Legal Name Change

SayUncle has a story about a gay woman who tried to get a license with her, err — husband’s? — last name on it after getting gay married in another state. If you look on the department’s web site, it notes the documents they accept for this purpose. I suspect she presented a marriage certificate from another state for her gay wedding, which is not legally valid in the State of Tennessee. What’s kind of funny, or tragic, I’m not sure which, is that they didn’t seem to notice until after the fact, I’m guessing when a supervisor noticed two female names on the marriage certificate. I guess the lesson here is if you’re going to get gay married to someone, but move to a state that doesn’t recognize it, you should marry someone with a androgynous first name. You know, like Pat, Kris, Jamie, or Toni. Either way, the cause is not lost. You can legally change your name in most states, and with a court order to that effect in hand, the DMV will give you a license with the last name you want.

5 thoughts on “Legal Name Change”

  1. Of course, gays have to file with the court, pay filing fees, possibly hire an attorney, and wait for the court to approve the name change (if they approve it) and actually enter the Order. All in addition to whatever they had to do to get married in the first place.

    Heterosexuals get the name change as part of the marriage.

    Also, it looks like they were TN residents who went to DC to get married. She didn’t expect problems at the DMV because they have friends in the same situation who didn’t have any issues.

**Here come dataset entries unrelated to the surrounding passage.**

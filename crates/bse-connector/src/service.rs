//! Cached passthrough.
//!
//! A request moves through
//! `fingerprint -> cache lookup -> (hit | fetch -> store) -> respond`.
//! Upstream fetches are bounded by a semaphore; storage failures never fail
//! the request.

use std::sync::Arc;

use axum::body::Bytes;
use axum::http::{header, HeaderValue, StatusCode};
use axum::response::{IntoResponse, Response};
use bse_cache::{cacheability, Cacheability, CacheStats, DiskCache, EntryAttrs};
use tokio::sync::Semaphore;
use tokio_util::sync::CancellationToken;
use tracing::{debug, info, warn};

use crate::config::{DisconnectPolicy, ServiceConfig};
use crate::error::{ConnectorError, ConnectorResult};
use crate::fingerprint::{Fingerprint, NormalizedRequest};
use crate::upstream::{Upstream, UpstreamRequest, UpstreamResponse};

/// Response header reporting the cache outcome.
pub const X_CACHE: &str = "x-cache";

/// Response header carrying the request fingerprint.
pub const X_CACHE_KEY: &str = "x-cache-key";

const DEFAULT_CONTENT_TYPE: &str = "application/octet-stream";

#[derive(Debug, Clone, Copy, PartialEq, Eq)]
pub enum CacheStatus {
    Hit,
    Miss,
}

impl CacheStatus {
    pub fn as_str(&self) -> &'static str {
        match self {
            Self::Hit => "HIT",
            Self::Miss => "MISS",
        }
    }
}

/// A payload ready to go back to the client.
#[derive(Debug, Clone)]
pub struct Served {
    pub body: Bytes,
    pub content_type: Option<String>,
    pub fingerprint: Fingerprint,
    pub cache_status: CacheStatus,
}

impl IntoResponse for Served {
    fn into_response(self) -> Response {
        let content_type = self
            .content_type
            .as_deref()
            .and_then(|ct| HeaderValue::from_str(ct).ok())
            .unwrap_or_else(|| HeaderValue::from_static(DEFAULT_CONTENT_TYPE));

        let mut response = (StatusCode::OK, self.body).into_response();
        let headers = response.headers_mut();
        headers.insert(header::CONTENT_TYPE, content_type);
        headers.insert(X_CACHE, HeaderValue::from_static(self.cache_status.as_str()));
        if let Ok(key) = HeaderValue::from_str(self.fingerprint.as_str()) {
            headers.insert(X_CACHE_KEY, key);
        }
        response
    }
}

struct Inner {
    config: ServiceConfig,
    cache: DiskCache,
    upstream: Arc<dyn Upstream>,
    fetch_slots: Semaphore,
    abort: CancellationToken,
}

/// Cache-backed connector to the upstream. Cheap to clone.
#[derive(Clone)]
pub struct Connector {
    inner: Arc<Inner>,
}

impl Connector {
    /// `abort` ends every in-flight request with
    /// [`ConnectorError::ShutdownTimeout`] once cancelled.
    pub fn new(
        config: ServiceConfig,
        cache: DiskCache,
        upstream: Arc<dyn Upstream>,
        abort: CancellationToken,
    ) -> Self {
        let fetch_slots = Semaphore::new(config.max_concurrent_fetches.max(1));
        Self {
            inner: Arc::new(Inner {
                config,
                cache,
                upstream,
                fetch_slots,
                abort,
            }),
        }
    }

    pub fn config(&self) -> &ServiceConfig {
        &self.inner.config
    }

    pub fn cache(&self) -> &DiskCache {
        &self.inner.cache
    }

    /// Upstream fetch slots currently free.
    pub fn available_fetch_slots(&self) -> usize {
        self.inner.fetch_slots.available_permits()
    }

    /// Normalize a raw request with the configured ignored parameters.
    pub fn normalize(&self, method: &str, path: &str, query: Option<&str>) -> NormalizedRequest {
        NormalizedRequest::new(method, path, query, self.inner.config.ignored_query_params.as_slice())
    }

    /// Serve `request` from cache or upstream.
    pub async fn handle(&self, request: NormalizedRequest) -> ConnectorResult<Served> {
        tokio::select! {
            biased;
            _ = self.inner.abort.cancelled() => {
                warn!(path = %request.path(), "request aborted by shutdown");
                Err(ConnectorError::ShutdownTimeout)
            }
            result = self.process(request.clone()) => result,
        }
    }

    async fn process(&self, request: NormalizedRequest) -> ConnectorResult<Served> {
        let fingerprint = request.fingerprint();
        debug!(
            fingerprint = %fingerprint,
            method = %request.method(),
            path = %request.path(),
            "fingerprint computed"
        );

        if let Some(entry) = self.inner.cache.get(fingerprint.as_str()).await {
            debug!(fingerprint = %fingerprint, size = entry.metadata.size_bytes, "cache hit");
            return Ok(Served {
                body: Bytes::from(entry.payload),
                content_type: entry.metadata.content_type,
                fingerprint,
                cache_status: CacheStatus::Hit,
            });
        }
        debug!(fingerprint = %fingerprint, "cache miss");

        let response = match self.inner.config.on_disconnect {
            DisconnectPolicy::Cancel => self.fetch_and_store(&request, &fingerprint).await?,
            DisconnectPolicy::Complete => {
                let this = self.clone();
                let key = fingerprint.clone();
                tokio::spawn(async move { this.fetch_and_store(&request, &key).await })
                    .await
                    .map_err(|e| ConnectorError::Internal {
                        message: format!("fetch task failed: {}", e),
                    })??
            }
        };

        debug!(fingerprint = %fingerprint, size = response.body.len(), "responding with fetched payload");
        Ok(Served {
            body: response.body,
            content_type: response.content_type,
            fingerprint,
            cache_status: CacheStatus::Miss,
        })
    }

    async fn fetch_and_store(
        &self,
        request: &NormalizedRequest,
        fingerprint: &Fingerprint,
    ) -> ConnectorResult<UpstreamResponse> {
        let waited = self.inner.config.fetch_queue_timeout;
        let permit = match tokio::time::timeout(waited, self.inner.fetch_slots.acquire()).await {
            Ok(Ok(permit)) => permit,
            Ok(Err(_)) => {
                return Err(ConnectorError::Internal {
                    message: "upstream fetch slots closed".to_string(),
                })
            }
            Err(_) => {
                warn!(fingerprint = %fingerprint, waited_ms = waited.as_millis() as u64, "no upstream fetch slot available");
                return Err(ConnectorError::Overloaded { waited });
            }
        };

        let upstream_request = UpstreamRequest {
            path_and_query: request.path_and_query(),
        };
        let result = self.inner.upstream.fetch(&upstream_request).await;
        drop(permit);

        let response = result.map_err(|e| {
            warn!(
                fingerprint = %fingerprint,
                path = %upstream_request.path_and_query,
                error = %e,
                "upstream fetch failed"
            );
            ConnectorError::from(e)
        })?;
        debug!(fingerprint = %fingerprint, size = response.body.len(), "upstream fetch complete");

        self.store(fingerprint, &response).await;
        Ok(response)
    }

    async fn store(&self, fingerprint: &Fingerprint, response: &UpstreamResponse) {
        let ttl = match cacheability(response.cache_control.as_deref(), self.inner.config.default_ttl) {
            Cacheability::NoStore => {
                debug!(fingerprint = %fingerprint, "upstream response marked no-store");
                return;
            }
            Cacheability::Store(ttl) => ttl,
        };

        let mut attrs = EntryAttrs::default()
            .with_source(response.source.as_str())
            .with_ttl(ttl);
        if let Some(content_type) = &response.content_type {
            attrs = attrs.with_content_type(content_type.as_str());
        }

        match self
            .inner
            .cache
            .put_with(fingerprint.as_str(), &response.body, &attrs)
            .await
        {
            Ok(meta) => debug!(
                fingerprint = %fingerprint,
                size = meta.size_bytes,
                expires_at = ?meta.expires_at,
                "cache store complete"
            ),
            Err(e) => warn!(
                fingerprint = %fingerprint,
                error = %e,
                "cache store failed, serving uncached response"
            ),
        }
    }

    /// Drop the cached entry for `request`. Returns whether one existed.
    pub async fn invalidate(&self, request: &NormalizedRequest) -> ConnectorResult<bool> {
        let fingerprint = request.fingerprint();
        let removed = self.inner.cache.evict(fingerprint.as_str()).await?;
        info!(fingerprint = %fingerprint, path = %request.path(), removed, "cache entry invalidated");
        Ok(removed)
    }

    /// Drop every cached entry. Returns how many were removed.
    pub async fn clear(&self) -> ConnectorResult<usize> {
        let removed = self.inner.cache.clear().await?;
        info!(removed, "cache cleared");
        Ok(removed)
    }

    pub async fn stats(&self) -> ConnectorResult<CacheStats> {
        Ok(self.inner.cache.stats().await?)
    }

    /// Fetch each `path?query` through the normal request path.
    ///
    /// Failures are logged and skipped. Returns how many succeeded.
    pub async fn prewarm(&self, paths: &[String]) -> usize {
        let mut warmed = 0;
        for raw in paths {
            let (path, query) = match raw.split_once('?') {
                Some((path, query)) => (path, Some(query)),
                None => (raw.as_str(), None),
            };
            let request = self.normalize("GET", path, query);

            match self.handle(request).await {
                Ok(served) => {
                    warmed += 1;
                    debug!(path = %raw, cache = served.cache_status.as_str(), "prewarmed");
                }
                Err(e) => warn!(path = %raw, error = %e, "prewarm failed"),
            }
        }
        info!(warmed, total = paths.len(), "cache prewarm finished");
        warmed
    }
}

  2. And when you change your name you break the train of associations that reflect back on financial things like…your Credit Score. And you have to go re-name all your bank accounts and other financial stuff – which is why my wife kept her maiden name, it was just easier. It doesn’t automatically flow across the void.

  3. No – but the banks etc have procedures for it. Admittedly, I seem to recall we just went joint on all my bank accounts and closed hers (I happened to have a better deal) and she had next to no credit record prior to marriage. (Just a reminder, folks – have your kids get a stupid $500 or so limit card when they turn 18 and cycle gas money through it to build up a credit history. The credit bureaus take a dim view of someone in their late 20’s with no credit record, this makes it difficult to obtain credit at that point.)

  4. Their names were androgynous: Traci and Ashley. I’ve known both men and women named Tracy, and both men and women named Ashley. The “Traci” spelling is more girl-y, but those names could swing either way.

  5. I also live in Tennessee (sadly enough, also in Knoxville, which is where these two women were harassed) and everything related to name changes is a mess. I love, love, love my last name and after we were married, he decided to change his name to mine. He was told repeatedly that a man could not take his wife’s name with just a marriage certificate. He would have to go through the long and expensive “typical” name change process. But if I wanted to change my name to his: easy peasy. It’s just another form of sexual discrimination if you ask me.